*** Material provided ***
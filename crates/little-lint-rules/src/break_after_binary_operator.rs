//! Rule preferring line breaks before binary operators.
//!
//! # Detected Patterns
//!
//! ```text
//! income = (gross_wages +
//!           taxable_interest)
//! ```
//!
//! # Good Patterns
//!
//! ```text
//! income = (gross_wages
//!           + taxable_interest)
//! ```

use little_lint_core::{Registry, RuleInfo, Violation, ViolationKind};
use regex::Regex;

use crate::utils::{code_part, is_comment_line};
use crate::{RulesError, StyleRule};

/// Rule name for break-after-binary-operator.
pub const NAME: &str = "break-after-binary-operator";

const INFO: RuleInfo = RuleInfo::new(NAME, "Prefers breaking lines before binary operators");

/// An operand followed by an arithmetic operator at the end of the code.
const TRAILING_OPERATOR: &str = r"(\w+|[)\]])\s*(\*\*|//|[-+*/%@])\s*$";

/// Words after which a trailing `*` or `-` is not a binary operator
/// (`from m import *`, `x if y else -`).
const KEYWORDS: &[&str] = &[
    "and", "await", "else", "if", "import", "in", "is", "lambda", "not", "or", "return", "yield",
];

/// Flags code lines that end with a binary operator.
#[derive(Debug, Clone)]
pub struct BreakAfterBinaryOperator {
    pattern: Regex,
}

impl BreakAfterBinaryOperator {
    /// Creates the rule.
    ///
    /// # Errors
    ///
    /// Returns an error if the operator pattern fails to compile.
    pub fn new() -> Result<Self, RulesError> {
        Ok(Self {
            pattern: Regex::new(TRAILING_OPERATOR)?,
        })
    }

    /// Checks one line.
    #[must_use]
    pub fn check(&self, line: &str, number: usize) -> Option<Violation> {
        if is_comment_line(line) {
            return None;
        }
        let captures = self.pattern.captures(code_part(line))?;
        let operand = captures.get(1).map_or("", |m| m.as_str());
        (!KEYWORDS.contains(&operand))
            .then(|| Violation::new(ViolationKind::LineBreakAfterBinaryOperator, number))
    }
}

impl StyleRule for BreakAfterBinaryOperator {
    fn info(&self) -> RuleInfo {
        INFO
    }

    fn register(self: Box<Self>, registry: &mut Registry) -> Result<(), RulesError> {
        registry.register_line_rule(INFO, move |line: &str, number| self.check(line, number))?;
        Ok(())
    }
}

#[cfg(test)]
mod tests {
    use super::*;

    fn flagged(line: &str) -> bool {
        BreakAfterBinaryOperator::new().unwrap().check(line, 1).is_some()
    }

    #[test]
    fn operator_at_end_is_flagged() {
        assert!(flagged("5 + "));
        assert!(flagged("income = (gross_wages +"));
        assert!(flagged("          (dividends - qualified_dividends) -"));
        assert!(flagged("total = base **"));
        assert!(flagged("x = items[0] //  # halve"));
    }

    #[test]
    fn operator_at_start_is_fine() {
        assert!(!flagged("+ 5"));
        assert!(!flagged("          + taxable_interest"));
        assert!(!flagged("          - student_loan_interest)"));
    }

    #[test]
    fn comments_and_strings_are_ignored() {
        assert!(!flagged("# a +"));
        assert!(!flagged("x = 1  # a +"));
        assert!(!flagged("raise ValueError(\"values are %s, %s\" %"));
        assert!(!flagged("from pyflakes_cannot_handle import * # LINE 10"));
    }

    #[test]
    fn reports_given_line_number() {
        let rule = BreakAfterBinaryOperator::new().unwrap();
        assert_eq!(rule.check("a +", 7).map(|v| v.line), Some(7));
    }
}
***
Your answer should be all lines from the data that contain "operators".

◆ Result of the exercise ◆
//! Rule preferring line breaks before binary operators.
const INFO: RuleInfo = RuleInfo::new(NAME, "Prefers breaking lines before binary operators");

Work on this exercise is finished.